Policy announcement by the Board of Governors of the Central Bank of Iceland

The Board of Governors of the Central Bank of Iceland has decided to leave the Bank's policy interest rate unchanged at 13.3%. The inflation forecast published in Monetary Bulletin in July this year implied that a reduction in the policy rate would not be possible until the first half of 2008. In the view of the Board of Governors, there are no grounds for departing from that assessment at present. The exchange rate of the króna has been volatile recently and the short-term inflation outlook has deteriorated somewhat since the last interest rate decision was announced. Long-term prospects are unchanged, however. Exchange rate developments are highly uncertain at present and will largely be determined by developments in global financial markets. Recent movements in the exchange rate of the króna have closely tracked those of other high-yield currencies such as the Australian and New Zealand dollars.

As the Central Bank had forecast in July, inflation has slowed down. The most recent CPI release showed a twelve-month rise of 3.4%, while underlying inflation is estimated close to 6%. Inflation in Q3/2007 is likely to be in line with the forecast, but it may be rather higher in the final quarter, reflecting the slightly weaker exchange rate than initially assumed. Since the strengthening of the króna earlier in 2007 was not fully transmitted in the form of lower goods prices, a more modest price impact may be expected from the recent depreciation than would otherwise be the case.

Indicators suggest that domestic demand is still robust. The labour market remains tight, turnover and housing demand are buoyant and the pace of lending growth has accelerated.

On the other hand, turbulence in the financial markets has led to generally tighter credit terms for financial companies, which is reflected in their lending rates. Financial market unease is also likely to dampen the unrealistically upbeat sentiment that has driven demand in the recent term. Both these factors support the Central Bank's monetary restraint. Furthermore, fishing quotas have been cut by rather more than was assumed in the Central Bank's July forecast, but the full impact will not be felt until some way into 2008.

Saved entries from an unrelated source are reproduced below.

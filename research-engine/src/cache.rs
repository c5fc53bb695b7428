//! Multi-tier read-through/write-through cache.
//!
//! Three ordered tiers: an in-process map, an optional shared networked
//! cache, and a durable store. Reads probe fastest-first and promote
//! hits into faster tiers with each tier's own fresh TTL, so a promoted
//! copy is never staler than its slower-tier original. Expiry is
//! tier-local and evaluated lazily on read, plus an explicit sweep.

use crate::config::CacheConfig;
use crate::error::Result;
use crate::remote::RemoteCache;
use crate::store::DurableStore;
use crate::types::{CacheKey, CacheStats};
use chrono::Utc;
use parking_lot::RwLock;
use std::collections::HashMap;
use std::sync::Arc;
use std::sync::atomic::{AtomicU64, Ordering};
use std::time::{Duration, Instant};
use tracing::{debug, warn};

struct MemoryEntry {
    payload: Vec<u8>,
    expires_at: Instant,
    last_accessed: Instant,
    access_count: u32,
}

impl MemoryEntry {
    fn new(payload: Vec<u8>, ttl: Duration) -> Self {
        let now = Instant::now();
        Self {
            payload,
            expires_at: now + ttl,
            last_accessed: now,
            access_count: 0,
        }
    }

    fn is_expired(&self, now: Instant) -> bool {
        self.expires_at <= now
    }
}

#[derive(Default)]
struct Counters {
    memory_hits: AtomicU64,
    remote_hits: AtomicU64,
    durable_hits: AtomicU64,
    misses: AtomicU64,
    api_calls_saved: AtomicU64,
    total_requests: AtomicU64,
}

/// Three-tier cache for serialized research results.
///
/// Tier 2 is optional: constructed without a [`RemoteCache`], the cache
/// degrades transparently to two tiers.
pub struct MultiTierCache {
    memory: RwLock<HashMap<String, MemoryEntry>>,
    remote: Option<Arc<dyn RemoteCache>>,
    durable: Arc<dyn DurableStore>,
    config: CacheConfig,
    counters: Counters,
}

impl MultiTierCache {
    pub fn new(
        durable: Arc<dyn DurableStore>,
        remote: Option<Arc<dyn RemoteCache>>,
        config: CacheConfig,
    ) -> Self {
        Self {
            memory: RwLock::new(HashMap::new()),
            remote,
            durable,
            config,
            counters: Counters::default(),
        }
    }

    /// Probe tiers fastest-first, promoting a hit into every faster tier.
    ///
    /// A slow-tier read or decode failure degrades to the next tier and
    /// logs at warn; only an all-tier miss returns `None`.
    pub async fn get(&self, key: &CacheKey) -> Option<Vec<u8>> {
        self.counters.total_requests.fetch_add(1, Ordering::Relaxed);

        if let Some(payload) = self.memory_get(key) {
            self.counters.memory_hits.fetch_add(1, Ordering::Relaxed);
            self.counters.api_calls_saved.fetch_add(1, Ordering::Relaxed);
            return Some(payload);
        }

        if let Some(remote) = &self.remote {
            match remote.get(key).await {
                Ok(Some(payload)) => {
                    self.counters.remote_hits.fetch_add(1, Ordering::Relaxed);
                    self.counters.api_calls_saved.fetch_add(1, Ordering::Relaxed);
                    self.memory_put(key, payload.clone(), self.config.memory_ttl());
                    debug!(%key, "remote tier hit, promoted to memory");
                    return Some(payload);
                }
                Ok(None) => {}
                Err(e) => warn!(%key, error = %e, "remote tier read failed, degrading"),
            }
        }

        match self.durable.cache_get(key).await {
            Ok(Some(row)) => {
                if row.expires_at <= Utc::now() {
                    // Stale durable row: drop it on read, count a miss.
                    if let Err(e) = self.durable.cache_delete(key).await {
                        warn!(%key, error = %e, "failed to drop expired durable row");
                    }
                } else {
                    self.counters.durable_hits.fetch_add(1, Ordering::Relaxed);
                    self.counters.api_calls_saved.fetch_add(1, Ordering::Relaxed);
                    self.promote_from_durable(key, &row.payload).await;
                    debug!(%key, "durable tier hit, promoted to faster tiers");
                    return Some(row.payload);
                }
            }
            Ok(None) => {}
            Err(e) => warn!(%key, error = %e, "durable tier read failed, degrading"),
        }

        self.counters.misses.fetch_add(1, Ordering::Relaxed);
        None
    }

    /// Write through all tiers, clamping `ttl` to each tier's maximum.
    ///
    /// Slow-tier write failures degrade with a warning; the in-process
    /// write cannot fail.
    pub async fn set(&self, key: &CacheKey, payload: &[u8], ttl: Duration) -> Result<()> {
        self.memory_put(key, payload.to_vec(), ttl.min(self.config.memory_ttl()));

        if let Some(remote) = &self.remote {
            let remote_ttl = ttl.min(self.config.remote_ttl());
            if let Err(e) = remote.set(key, payload, remote_ttl).await {
                warn!(%key, error = %e, "remote tier write failed");
            }
        }

        let durable_ttl = ttl.min(self.config.durable_ttl());
        let expires_at = Utc::now()
            + chrono::Duration::from_std(durable_ttl)
                .unwrap_or_else(|_| chrono::Duration::seconds(self.config.durable_ttl_seconds as i64));
        if let Err(e) = self.durable.cache_put(key, payload, expires_at).await {
            warn!(%key, error = %e, "durable tier write failed");
        }

        Ok(())
    }

    /// Remove a key from every tier. Absence in any tier is not an error.
    pub async fn delete(&self, key: &CacheKey) -> Result<()> {
        self.memory.write().remove(key.as_str());

        if let Some(remote) = &self.remote {
            if let Err(e) = remote.delete(key).await {
                warn!(%key, error = %e, "remote tier delete failed");
            }
        }

        if let Err(e) = self.durable.cache_delete(key).await {
            warn!(%key, error = %e, "durable tier delete failed");
        }

        Ok(())
    }

    /// Sweep expired entries: the in-process tier synchronously, the
    /// durable tier via one bounded delete. The networked tier expires
    /// entries natively and is not swept. Returns entries removed.
    pub async fn cleanup_expired(&self) -> u64 {
        let now = Instant::now();
        let removed_memory = {
            let mut memory = self.memory.write();
            let before = memory.len();
            memory.retain(|_, entry| !entry.is_expired(now));
            (before - memory.len()) as u64
        };

        let removed_durable = match self
            .durable
            .cache_delete_expired(Utc::now(), self.config.cleanup_batch_limit)
            .await
        {
            Ok(count) => count,
            Err(e) => {
                warn!(error = %e, "durable tier sweep failed");
                0
            }
        };

        if removed_memory + removed_durable > 0 {
            debug!(removed_memory, removed_durable, "cache sweep complete");
        }
        removed_memory + removed_durable
    }

    /// TTL requested for merged research results on cache write.
    pub fn result_ttl(&self) -> Duration {
        self.config.result_ttl()
    }

    /// Snapshot of the running counters. Never blocks writers.
    pub fn stats(&self) -> CacheStats {
        CacheStats {
            memory_hits: self.counters.memory_hits.load(Ordering::Relaxed),
            remote_hits: self.counters.remote_hits.load(Ordering::Relaxed),
            durable_hits: self.counters.durable_hits.load(Ordering::Relaxed),
            misses: self.counters.misses.load(Ordering::Relaxed),
            api_calls_saved: self.counters.api_calls_saved.load(Ordering::Relaxed),
            total_requests: self.counters.total_requests.load(Ordering::Relaxed),
        }
    }

    /// Number of live entries in the in-process tier (expired included
    /// until the next read or sweep touches them).
    pub fn memory_len(&self) -> usize {
        self.memory.read().len()
    }

    fn memory_get(&self, key: &CacheKey) -> Option<Vec<u8>> {
        let now = Instant::now();
        {
            let mut memory = self.memory.write();
            match memory.get_mut(key.as_str()) {
                Some(entry) if !entry.is_expired(now) => {
                    entry.access_count += 1;
                    entry.last_accessed = now;
                    return Some(entry.payload.clone());
                }
                Some(_) => {
                    // Expired in this tier only; the probe continues below.
                    memory.remove(key.as_str());
                }
                None => {}
            }
        }
        None
    }

    fn memory_put(&self, key: &CacheKey, payload: Vec<u8>, ttl: Duration) {
        self.memory
            .write()
            .insert(key.as_str().to_string(), MemoryEntry::new(payload, ttl));
    }

    /// Promotion resets freshness: each faster tier gets its own TTL,
    /// never the source row's remaining lifetime.
    async fn promote_from_durable(&self, key: &CacheKey, payload: &[u8]) {
        self.memory_put(key, payload.to_vec(), self.config.memory_ttl());

        if let Some(remote) = &self.remote {
            if let Err(e) = remote.set(key, payload, self.config.remote_ttl()).await {
                warn!(%key, error = %e, "promotion write to remote tier failed");
            }
        }
    }
}
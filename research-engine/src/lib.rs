//! Research caching and orchestration engine.
//!
//! This crate provides the research backbone for content automation:
//! - A three-tier read-through/write-through cache (in-process, shared
//!   networked, durable) with per-tier TTLs and promotion on hit
//! - A provider call ledger with per-day quota tracking and
//!   hysteresis-based alerting
//! - A quota-bounded parallel orchestrator that fans out to independent
//!   research providers and merges whatever succeeded
//!
//! # Architecture
//!
//! The engine is built bottom-up from three components:
//!
//! - **MultiTierCache**: serves cached research results from the fastest
//!   tier that has them, keeping slower tiers warm
//! - **UsageTracker**: appends every outbound provider call to a durable
//!   ledger and derives daily quota status from it
//! - **ResearchOrchestrator**: admission-checks, fans out, merges, and
//!   writes back through the cache
//!
//! External collaborators plug in behind narrow traits:
//! [`providers::ResearchProvider`], [`store::DurableStore`],
//! [`remote::RemoteCache`], and [`quota::AlertSink`].
//!
//! # Example
//!
//! ```no_run
//! use research_engine::prelude::*;
//! use research_engine::config::EngineConfig;
//! use research_engine::quota::TracingAlertSink;
//! use research_engine::store::MemoryStore;
//! use std::sync::Arc;
//!
//! # async fn example() -> anyhow::Result<()> {
//! let config = EngineConfig::default();
//! let store = Arc::new(MemoryStore::new());
//! let cache = Arc::new(MultiTierCache::new(store.clone(), None, config.cache));
//! let tracker = Arc::new(UsageTracker::new(
//!     store,
//!     Arc::new(TracingAlertSink),
//!     config.quota,
//! ));
//!
//! let mut orchestrator = ResearchOrchestrator::new(cache, tracker, config.orchestrator);
//! // orchestrator.register_provider(...);
//!
//! let context = ResearchContext {
//!     industry: "home fitness".into(),
//!     audience: "busy parents".into(),
//!     pain_points: vec!["no time".into()],
//!     product_categories: vec!["apps".into()],
//!     business_type: "d2c".into(),
//! };
//!
//! let result = orchestrator.conduct(&context).await?;
//! println!("contributing: {:?}", result.contributing_providers());
//! # Ok(())
//! # }
//! ```

pub mod cache;
pub mod config;
pub mod error;
pub mod orchestration;
pub mod providers;
pub mod quota;
pub mod remote;
pub mod sqlite;
pub mod store;
pub mod types;

pub use cache::MultiTierCache;
pub use config::{CacheConfig, EngineConfig, HttpProviderConfig, OrchestratorConfig, QuotaConfig};
pub use error::{EngineError, Result};
pub use orchestration::{OrchestratorStats, ResearchOrchestrator};
pub use providers::{HttpResearchProvider, ResearchProvider, StaticProvider};
pub use quota::{AlertSink, TracingAlertSink, UsageTracker};
pub use remote::{InProcessRemoteCache, RemoteCache};
pub use sqlite::SqliteStore;
pub use store::{DurableStore, MemoryStore};
pub use types::{
    CacheKey, CacheStats, DailyUsage, ProviderCallRecord, ProviderFindings, QuotaLevel,
    QuotaStatus, ResearchContext, ResearchResult, SourceRecord, SourceStatus,
};

/// Re-export commonly used types.
pub mod prelude {
    pub use crate::cache::MultiTierCache;
    pub use crate::error::{EngineError, Result};
    pub use crate::orchestration::ResearchOrchestrator;
    pub use crate::providers::ResearchProvider;
    pub use crate::quota::UsageTracker;
    pub use crate::types::{ResearchContext, ResearchResult};
}
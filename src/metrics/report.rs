use serde::{Deserialize, Serialize};
use std::path::Path;

const CSV_HEADER: [&str; 11] = [
    "timestamp",
    "issued",
    "code_collisions",
    "issuance_failures",
    "validations",
    "validation_misses",
    "cache_hits",
    "cache_misses",
    "cache_hit_rate_percent",
    "issuance_rate_certs_per_sec",
    "uptime_secs",
];

#[derive(Debug, Clone, Serialize, Deserialize)]
pub struct MetricsReport {
    pub timestamp: String,
    pub issued: u64,
    pub code_collisions: u64,
    pub issuance_failures: u64,
    pub validations: u64,
    pub validation_misses: u64,
    pub cache_hits: u64,
    pub cache_misses: u64,
    pub cache_hit_rate: f64,
    /// Filled in by whoever timed the workload; the counters alone can't know it.
    pub issuance_rate: f64,
    pub uptime_secs: u64,
}

impl MetricsReport {
    pub fn print_report(&self) {
        println!("\n╔═══════════════════════════════════════════════════════╗");
        println!("║        Certificate Registry Metrics Report           ║");
        println!("╠═══════════════════════════════════════════════════════╣");
        println!("║ Timestamp: {:<42} ║", self.timestamp);
        println!("║                                                       ║");
        println!("║ 1. Issuance                                           ║");
        println!("║    → Issued: {:<40} ║", self.issued);
        println!("║    → Rate: {:<36.2} certs/sec ║", self.issuance_rate);
        println!("║    → Code collisions retried: {:<23} ║", self.code_collisions);
        println!("║    → Failed issuances: {:<30} ║", self.issuance_failures);
        println!("║                                                       ║");
        println!("║ 2. Validation                                         ║");
        println!("║    → Lookups: {:<39} ║", self.validations);
        println!("║    → Unknown codes: {:<33} ║", self.validation_misses);
        println!("║                                                       ║");
        println!("║ 3. Validation Cache                                   ║");
        println!("║    → Hits: {:<42} ║", self.cache_hits);
        println!("║    → Misses: {:<40} ║", self.cache_misses);
        println!("║    → Hit rate: {:<37.2}% ║", self.cache_hit_rate);
        println!("║                                                       ║");
        println!("║ Uptime: {:<41} sec ║", self.uptime_secs);
        println!("╚═══════════════════════════════════════════════════════╝\n");
    }

    /// Append this report as one CSV row, writing the header when the file is new.
    pub fn save_to_csv(&self, path: &Path) -> Result<(), Box<dyn std::error::Error>> {
        let file_exists = path.exists();
        let file = std::fs::OpenOptions::new()
            .create(true)
            .append(true)
            .open(path)?;

        let mut wtr = csv::Writer::from_writer(file);

        if !file_exists {
            wtr.write_record(CSV_HEADER)?;
        }

        wtr.write_record([
            self.timestamp.clone(),
            self.issued.to_string(),
            self.code_collisions.to_string(),
            self.issuance_failures.to_string(),
            self.validations.to_string(),
            self.validation_misses.to_string(),
            self.cache_hits.to_string(),
            self.cache_misses.to_string(),
            format!("{:.2}", self.cache_hit_rate),
            format!("{:.2}", self.issuance_rate),
            self.uptime_secs.to_string(),
        ])?;

        wtr.flush()?;
        Ok(())
    }
}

The analysis of the long-term inflation outlook published in Monetary Bulletin in July still broadly holds. It included an assessment of the inflationary risk posed by a conceivable depreciation of the króna as a result of downturn in global financial market conditions. Recent uncertainties still prevail and it would be imprudent to assume that the episode of unusual volatility is over. Unfolding economic events in the coming months will be partly shaped by this climate.

A tight monetary stance, especially the high policy rate, has brought about a gradual reduction in the inflation rate. However, inefficiencies in the monetary policy pass-through have produced a slower disinflation process than would otherwise be the case. Mortgage interest rates, for example, increased by less and at a slower pace than would have been desirable, contributing to an ongoing rise in house prices.

The Board of Governors of the Central Bank remains committed to attaining the inflation target within an acceptable timeframe. The Board’s current decision reflects the projection made in the July inflation forecast, whereby inflation would move close to target after the middle of 2008. If the inflation outlook takes a turn for the worse, the Board of Governors will respond accordingly. The same applies if prospects improve from the forecast.

The next interest rate decision by the Board of Governors of the Central Bank of Iceland will be announced on November 1, 2007, coinciding with the publication of Monetary Bulletin.